Machine Learning Prediction in Real Time Using Docker and Python REST APIs with Flask

Xavier Vasques
Towards Data Science
6 min readMay 1, 2021

--

A quick example of a Docker container and REST APIs to perform online inference

The idea of this article is to do a quick and easy build of a Docker container to perform online inference with trained machine learning models using Python APIs with Flask. Before reading this article, do not hesitate to read Why use Docker for Machine Learning, Quick Install and First Use of Docker, and Build and Run a Docker Container for your Machine Learning Model in which we learn how to use Docker to perform model training and batch inference.

Batch inference is great when you have time to compute your predictions. Let’s imagine you need real time predictions. In this case, batch inference is not more suitable and we need online inference. Many applications would not work or would not be very useful without online predictions such as autonomous vehicles, fraud detection, high-frequency trading, applications based on localization data, object recognition and tracking or brain computer interfaces.
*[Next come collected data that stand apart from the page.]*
//! Error types for parsing and rewriting.

use std::path::PathBuf;

use thiserror::Error;

use crate::language::SupportedLanguage;

/// Errors from syntactic analysis and rewrite operations.
#[derive(Debug, Error)]
#[non_exhaustive]
pub enum SyntaxError {
    /// Failed to initialise the Tree-sitter parser for a language.
    #[error("failed to initialise parser for {language}: {message}")]
    ParserInit {
        /// The language that failed to initialise.
        language: SupportedLanguage,
        /// Description of the failure.
        message: String,
    },

    /// The path does not name a supported source file.
    #[error("could not determine language for path: {}", path.display())]
    UnknownLanguage {
        /// The path that could not be mapped to a language.
        path: PathBuf,
    },

    /// Tree-sitter produced no tree at all.
    #[error("failed to parse {language}: {message}")]
    Parse {
        /// The language that failed to parse.
        language: SupportedLanguage,
        /// Description of the failure.
        message: String,
    },

    /// A replacement template references an unknown metavariable.
    #[error("invalid replacement template: {message}")]
    InvalidReplacement {
        /// Description of the replacement error.
        message: String,
    },

    /// A matched loop could not be rewritten.
    #[error("rewrite failed: {message}")]
    Rewrite {
        /// Description of the rewrite failure.
        message: String,
    },

    /// Internal error indicating a bug.
    #[error("internal error: {message}")]
    Internal {
        /// Description of the internal error.
        message: String,
    },
}

impl SyntaxError {
    /// Creates a parser initialisation error.
    #[must_use]
    pub fn parser_init(language: SupportedLanguage, message: impl Into<String>) -> Self {
        Self::ParserInit {
            language,
            message: message.into(),
        }
    }

    /// Creates an unknown language error.
    #[must_use]
    pub const fn unknown_language(path: PathBuf) -> Self {
        Self::UnknownLanguage { path }
    }

    /// Creates a parse error.
    #[must_use]
    pub fn parse(language: SupportedLanguage, message: impl Into<String>) -> Self {
        Self::Parse {
            language,
            message: message.into(),
        }
    }

    /// Creates an invalid replacement error.
    #[must_use]
    pub fn invalid_replacement(message: impl Into<String>) -> Self {
        Self::InvalidReplacement {
            message: message.into(),
        }
    }

    /// Creates a rewrite error.
    #[must_use]
    pub fn rewrite(message: impl Into<String>) -> Self {
        Self::Rewrite {
            message: message.into(),
        }
    }

    /// Creates an internal error.
    #[must_use]
    pub fn internal(message: impl Into<String>) -> Self {
        Self::Internal {
            message: message.into(),
        }
    }
}
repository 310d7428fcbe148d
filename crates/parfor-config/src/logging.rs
use serde::{Deserialize, Serialize};
use strum::{Display, EnumString};

/// Supported logging output formats.
#[derive(
    Debug, Clone, Copy, Default, Deserialize, Serialize, PartialEq, Eq, EnumString, Display,
)]
#[serde(rename_all = "snake_case")]
#[strum(serialize_all = "snake_case", ascii_case_insensitive)]
pub enum LogFormat {
    /// Human-readable single line output.
    #[default]
    Compact,
    /// Structured JSON suitable for ingestion by logging stacks.
    Json,
}

/// Errors encountered while parsing a [`LogFormat`] from text.
pub type LogFormatParseError = strum::ParseError;
//! Configuration loading helpers for the parfor CLI.
//!
//! The logic here filters CLI arguments destined for `ortho_config` so the
//! loader only receives supported flags while `clap` parses the remaining
//! command tokens.

use std::ffi::{OsStr, OsString};

use ortho_config::OrthoConfig;
use parfor_config::Config;

use crate::AppError;

pub(crate) trait ConfigLoader {
    /// Loads configuration for the CLI.
    ///
    /// # Flag Ordering
    ///
    /// Configuration flags (listed in `CONFIG_CLI_FLAGS`) must appear before
    /// any command tokens. Configuration flags appearing after the first
    /// other token are handed to `clap`, which rejects them.
    fn load(&self, args: &[OsString]) -> Result<Config, AppError>;
}

pub(crate) struct OrthoConfigLoader;

#[derive(Debug, Clone, Copy)]
enum FlagAction {
    Include { needs_value: bool },
    Skip,
}

impl ConfigLoader for OrthoConfigLoader {
    fn load(&self, args: &[OsString]) -> Result<Config, AppError> {
        Config::load_from_iter(args.iter().cloned()).map_err(AppError::LoadConfiguration)
    }
}

impl OrthoConfigLoader {
    fn process_config_flag(argument: &OsStr) -> FlagAction {
        let argument_text = argument.to_string_lossy();
        if !argument_text.starts_with("--") {
            return FlagAction::Skip;
        }

        let (flag, has_inline_value) = match argument_text.split_once('=') {
            Some((flag, _)) => (flag, true),
            None => (&*argument_text, false),
        };

        if super::CONFIG_CLI_FLAGS.contains(&flag) {
            return FlagAction::Include {
                needs_value: !has_inline_value,
            };
        }

        FlagAction::Skip
    }
}

pub(crate) struct ConfigArgumentSplit {
    pub(crate) config_arguments: Vec<OsString>,
    pub(crate) command_start: usize,
}

pub(crate) fn split_config_arguments(args: &[OsString]) -> ConfigArgumentSplit {
    let Some((program, rest)) = args.split_first() else {
        return ConfigArgumentSplit {
            config_arguments: Vec::new(),
            command_start: 0,
        };
    };

    let mut filtered: Vec<OsString> = vec![program.clone()];
    let mut command_start = 1usize;
    let mut pending_value = false;

    for argument in rest {
        if pending_value {
            filtered.push(argument.clone());
            pending_value = false;
            command_start += 1;
            continue;
        }

        match OrthoConfigLoader::process_config_flag(argument.as_os_str()) {
            FlagAction::Include { needs_value } => {
                filtered.push(argument.clone());
                command_start += 1;
                pending_value = needs_value;
            }
            FlagAction::Skip => break,
        }
    }

    ConfigArgumentSplit {
        config_arguments: filtered,
        command_start,
    }
}

/// Rebuilds the argument list `clap` sees: the program name followed by
/// everything after the configuration flags.
pub(crate) fn prepare_cli_arguments(
    args: &[OsString],
    split: &ConfigArgumentSplit,
) -> Vec<OsString> {
    let mut cli_arguments: Vec<OsString> = Vec::new();
    if let Some(first) = args.first() {
        cli_arguments.push(first.clone());
    }
    if let Some(command) = args.get(split.command_start..) {
        cli_arguments.extend(command.iter().cloned());
    }
    cli_arguments
}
Sometimes, the prediction needs to be provided in milliseconds.

To learn this concept, we will implement online inferences (Linear Discriminant Analysis and Multi-layer Perceptron Neural Network models) with Docker and Flask-RESTful.

To start, let’s consider the following files: Dockerfile, train.py, api.py, requirements.txt, train.csv, test.json.

The train.py is a python script that ingest and normalize EEG data and train two models to classify the data. The Dockerfile will be used to build our Docker image, requirements.txt (flask, flask-restful, joblib) is for the Python dependencies and api.py is the script that will be called to perform the online inference using REST APIs. train.csv are the data used to train our models, and test.json is a file containing new EEG data that will be used with our inference models.

You can find all files on GitHub.

Flask-RESTful APIs

The first step in building APIs is to think about the data we want to handle, how we want to handle it and what output we want with our APIs. In our example, we will use the test.json file in which we have 1300 rows of EEG data with 160 features each (columns). We want our APIs to the following:

- API 1: We will give a row number to the API which will extract for us the data from the selected row and print it.

- API 2: We will give a row number to the API which will extract the selected row, inject the new data into the models and retrieve the classification prediction (Letter variable in the data)

- API 3: We will ask the API to take all the data in the test.json file and instantly print us the classification score of the models.

At the end, we want to access those processes by making an HTTP request.

Let’s have a look at the api.py file:

The first step, after importing dependencies including the open source web microframework Flask, is to set the environment variables that are written in the Dockerfile. We also need to load our Linear Discriminant Analysis and Multi-layer Perceptron Neural Network serialized models. We create our Flask application by writing app = Flask(__name__). Then, we create our three Flask routes so that we can serve HTTP traffic on that route:

- http://0.0.0.0:5000/line/250: Get data from test.json and return the requested row defined by the variable Line (in this example we want to extract the data of row number 250)

- http://0.0.0.0:5000/prediction/51: Returns classification prediction from both LDA and Neural Network trained models by injecting the requested data (in this example, we want to inject the data of row number 51)

- http://0.0.0.0:5000/score: Return classification score for both the Neural Network and LDA inference models on all the available data (test.json).

The Flask routes allows us to request what we need from the API by adding the name of our procedure (/line/<Line>, /prediction/<int:Line>, /score) to the URL (http://0.0.0.0:5000). Whatever the data we add, api.py will always return the output we request.

Machine Learning models

The train.py is a python script that ingests and normalizes EEG data in a csv file (train.csv) and train two models to classify the data (using scikit-learn). The script saves two models: Linear Discriminant Analysis (clf_lda) and Neural Networks multi-layer perceptron (clf_NN):

Docker Image for the Online Inference

We have all to build our Docker image. To start, we need our Dockerfile with the jupyter/scipy-notebook image as our base image. We also need to set our environment variables and install joblib to allow serialization and deserialization of our trained models and flask (requirements.txt). We copy the train.csv, test.json, train.py and api.py files into the image. Then, we run train.py which will fit and serialize the machine learning models as part of our image build process.

Here it is:

To build this image, run the following command:

docker build -t my-docker-api -f Dockerfile . 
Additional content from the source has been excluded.